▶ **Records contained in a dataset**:
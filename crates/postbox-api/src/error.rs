use axum::{
    Json,
    http::StatusCode,
    response::{IntoResponse, Response},
};
use thiserror::Error;
use tracing::error;

use postbox_types::api::ApiFailure;

/// Domain error taxonomy. Every variant is recoverable at the request
/// boundary and translates to one response; nothing here aborts the process.
#[derive(Debug, Error)]
pub enum ApiError {
    /// Missing, malformed, or expired token, or a token whose subject no
    /// longer exists. One uniform message for all causes.
    #[error("Authentication required.")]
    Unauthenticated,

    /// Unknown username or wrong password, indistinguishable by design.
    #[error("Invalid credentials")]
    InvalidCredentials,

    #[error("{0}")]
    NotFound(String),

    #[error("You cannot send messages to this user")]
    Forbidden,

    #[error("{0}")]
    Conflict(String),

    #[error("{0}")]
    Validation(String),

    /// Cause is logged server-side, never echoed to the client.
    #[error("Internal server error")]
    Internal(#[source] anyhow::Error),
}

impl ApiError {
    fn status(&self) -> StatusCode {
        match self {
            ApiError::Unauthenticated | ApiError::InvalidCredentials => StatusCode::UNAUTHORIZED,
            ApiError::NotFound(_) => StatusCode::NOT_FOUND,
            ApiError::Forbidden => StatusCode::FORBIDDEN,
            ApiError::Conflict(_) => StatusCode::CONFLICT,
            ApiError::Validation(_) => StatusCode::BAD_REQUEST,
            ApiError::Internal(_) => StatusCode::INTERNAL_SERVER_ERROR,
        }
    }
}

impl IntoResponse for ApiError {
    fn into_response(self) -> Response {
        if let ApiError::Internal(ref cause) = self {
            error!("Internal error: {cause:#}");
        }

        (self.status(), Json(ApiFailure::new(self.to_string()))).into_response()
    }
}

impl From<anyhow::Error> for ApiError {
    fn from(err: anyhow::Error) -> Self {
        // UNIQUE constraints are the backstop for check-then-insert races on
        // usernames, emails, and block pairs.
        if let Some(rusqlite::Error::SqliteFailure(code, _)) = err.downcast_ref::<rusqlite::Error>()
            && code.code == rusqlite::ErrorCode::ConstraintViolation
        {
            return ApiError::Conflict("Resource already exists".to_string());
        }

        ApiError::Internal(err)
    }
}

impl From<tokio::task::JoinError> for ApiError {
    fn from(err: tokio::task::JoinError) -> Self {
        ApiError::Internal(anyhow::anyhow!("Blocking task failed: {err}"))
    }
}
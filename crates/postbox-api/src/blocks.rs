use axum::{
    Extension, Json,
    extract::{Path, State},
    http::StatusCode,
    response::IntoResponse,
};
use uuid::Uuid;

use postbox_types::api::{ApiSuccess, BlockRequest};

use crate::auth::AppState;
use crate::error::ApiError;
use crate::middleware::CurrentUser;
use crate::rows;

pub async fn block_user(
    State(state): State<AppState>,
    Extension(current): Extension<CurrentUser>,
    Json(req): Json<BlockRequest>,
) -> Result<impl IntoResponse, ApiError> {
    if req.blocked_id == current.id {
        return Err(ApiError::Validation("You cannot block yourself".to_string()));
    }

    let db = state.clone();
    let blocker_id = current.id.to_string();
    let blocked_id = req.blocked_id.to_string();
    let row = tokio::task::spawn_blocking(move || {
        if db.db.get_user_by_id(&blocked_id)?.is_none() {
            return Err(ApiError::NotFound("User to block not found".to_string()));
        }

        if db.db.is_blocked(&blocker_id, &blocked_id)? {
            return Err(ApiError::Conflict("User is already blocked".to_string()));
        }

        // The (blocker_id, blocked_id) UNIQUE constraint backstops the race
        // between the check above and this insert.
        Ok(db.db.insert_block(&blocker_id, &blocked_id)?)
    })
    .await??;

    Ok((StatusCode::CREATED, Json(ApiSuccess::new(rows::block(row)))))
}

/// Path id is the blocked user's id, mirroring the block request.
pub async fn unblock_user(
    State(state): State<AppState>,
    Extension(current): Extension<CurrentUser>,
    Path(blocked_id): Path<Uuid>,
) -> Result<impl IntoResponse, ApiError> {
    let db = state.clone();
    let blocker_id = current.id.to_string();
    let removed = tokio::task::spawn_blocking(move || {
        db.db.delete_block(&blocker_id, &blocked_id.to_string())
    })
    .await??;

    if !removed {
        return Err(ApiError::NotFound("Block not found".to_string()));
    }

    Ok(Json(ApiSuccess::new(serde_json::json!({}))))
}

pub async fn get_blocked_users(
    State(state): State<AppState>,
    Extension(current): Extension<CurrentUser>,
) -> Result<impl IntoResponse, ApiError> {
    let db = state.clone();
    let blocker_id = current.id.to_string();
    let blocks = tokio::task::spawn_blocking(move || db.db.list_blocks(&blocker_id)).await??;

    let blocks: Vec<_> = blocks.into_iter().map(rows::block).collect();
    Ok(Json(ApiSuccess::new(blocks)))
}
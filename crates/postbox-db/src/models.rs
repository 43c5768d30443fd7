/// Database row types — these map directly to SQLite rows.
/// Distinct from the postbox-types API models to keep the DB layer independent.

pub struct UserRow {
    pub id: String,
    pub username: String,
    pub email: String,
    pub password: String,
    pub created_at: String,
}

/// Participant usernames are joined in at query time so callers never do a
/// second lookup per message.
pub struct MessageRow {
    pub id: i64,
    pub sender_id: String,
    pub sender_username: String,
    pub receiver_id: String,
    pub receiver_username: String,
    pub content: String,
    pub created_at: String,
}

pub struct BlockRow {
    pub id: i64,
    pub blocker_id: String,
    pub blocked_id: String,
    pub blocked_username: String,
    pub created_at: String,
}

pub struct ActivityRow {
    pub id: i64,
    pub user_id: String,
    pub action: String,
    pub timestamp: String,
}
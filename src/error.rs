//! Backend error types
//!
//! Errors shared by the identity backend client and the analytics
//! backend client.

use serde::Deserialize;
use thiserror::Error;

/// Errors that can occur when talking to either backend
#[derive(Error, Debug)]
pub enum BackendError {
    #[error("Backend unavailable")]
    Unavailable,

    #[error("Request timeout")]
    Timeout,

    #[error("Request failed: {0}")]
    Request(#[from] reqwest::Error),

    /// Non-success response from the backend
    #[error("{message}")]
    Api {
        status: u16,
        code: Option<String>,
        message: String,
    },

    /// Response arrived but did not have the expected shape
    #[error("Invalid response: {0}")]
    InvalidResponse(String),

    #[error("Invalid client configuration: {0}")]
    Config(String),
}

/// Result type alias for backend calls
pub type BackendResult<T> = Result<T, BackendError>;

/// Error body returned by the identity backend (`{message, code, type}`)
#[derive(Debug, Deserialize)]
struct ErrorBody {
    #[serde(default)]
    message: Option<String>,
    #[serde(default, rename = "type")]
    kind: Option<String>,
    #[serde(default)]
    error: Option<String>,
}

impl BackendError {
    /// Build an API error from a status code and message
    pub fn api(status: u16, message: impl Into<String>) -> Self {
        BackendError::Api {
            status,
            code: None,
            message: message.into(),
        }
    }

    /// HTTP status of the failed response, if the backend answered
    pub fn status(&self) -> Option<u16> {
        match self {
            BackendError::Api { status, .. } => Some(*status),
            BackendError::Request(e) => e.status().map(|s| s.as_u16()),
            _ => None,
        }
    }

    /// True when the backend reported that no session exists
    pub fn is_unauthorized(&self) -> bool {
        self.status() == Some(401)
    }

    /// Machine-readable code: the backend's error type when it sent one,
    /// otherwise the HTTP status.
    pub fn code(&self) -> Option<String> {
        match self {
            BackendError::Api {
                code: Some(code), ..
            } => Some(code.clone()),
            _ => self.status().map(|s| s.to_string()),
        }
    }

    /// Message suitable for showing to a user
    pub fn user_message(&self) -> Option<String> {
        let message = match self {
            BackendError::Api { message, .. } => message.trim().to_string(),
            other => other.to_string(),
        };

        if message.is_empty() {
            None
        } else {
            Some(message)
        }
    }

    /// Classify a transport error
    pub(crate) fn from_reqwest(e: reqwest::Error) -> Self {
        if e.is_timeout() {
            BackendError::Timeout
        } else if e.is_connect() {
            BackendError::Unavailable
        } else {
            BackendError::Request(e)
        }
    }

    /// Turn a non-success response into an API error
    pub(crate) async fn from_response(response: reqwest::Response) -> Self {
        let status = response.status();
        let text = response.text().await.unwrap_or_default();

        let (message, code) = match serde_json::from_str::<ErrorBody>(&text) {
            Ok(body) => (
                body.message.or(body.error).unwrap_or_default(),
                body.kind,
            ),
            Err(_) => (text, None),
        };

        let message = if message.trim().is_empty() {
            status
                .canonical_reason()
                .unwrap_or("Unknown error")
                .to_string()
        } else {
            message
        };

        BackendError::Api {
            status: status.as_u16(),
            code,
            message,
        }
    }
}

#[cfg(test)]
mod tests {
    use super::*;

    #[test]
    fn test_unauthorized_detection() {
        let err = BackendError::api(401, "User (role: guests) missing scope (account)");
        assert!(err.is_unauthorized());
        assert_eq!(err.code(), Some("401".to_string()));

        let err = BackendError::api(500, "boom");
        assert!(!err.is_unauthorized());
    }

    #[test]
    fn test_code_prefers_backend_type() {
        let err = BackendError::Api {
            status: 401,
            code: Some("user_invalid_credentials".to_string()),
            message: "Invalid credentials".to_string(),
        };
        assert_eq!(err.code(), Some("user_invalid_credentials".to_string()));
        assert_eq!(err.to_string(), "Invalid credentials");
    }

    #[test]
    fn test_user_message() {
        assert_eq!(BackendError::api(400, "  ").user_message(), None);
        assert_eq!(
            BackendError::Timeout.user_message(),
            Some("Request timeout".to_string())
        );
        assert_eq!(BackendError::Timeout.code(), None);
    }
}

▶ **What you need to do**:
Every line of the records in which the string "check" is found should be counted, and only the count returned.

▶ **Solved exercise**:
2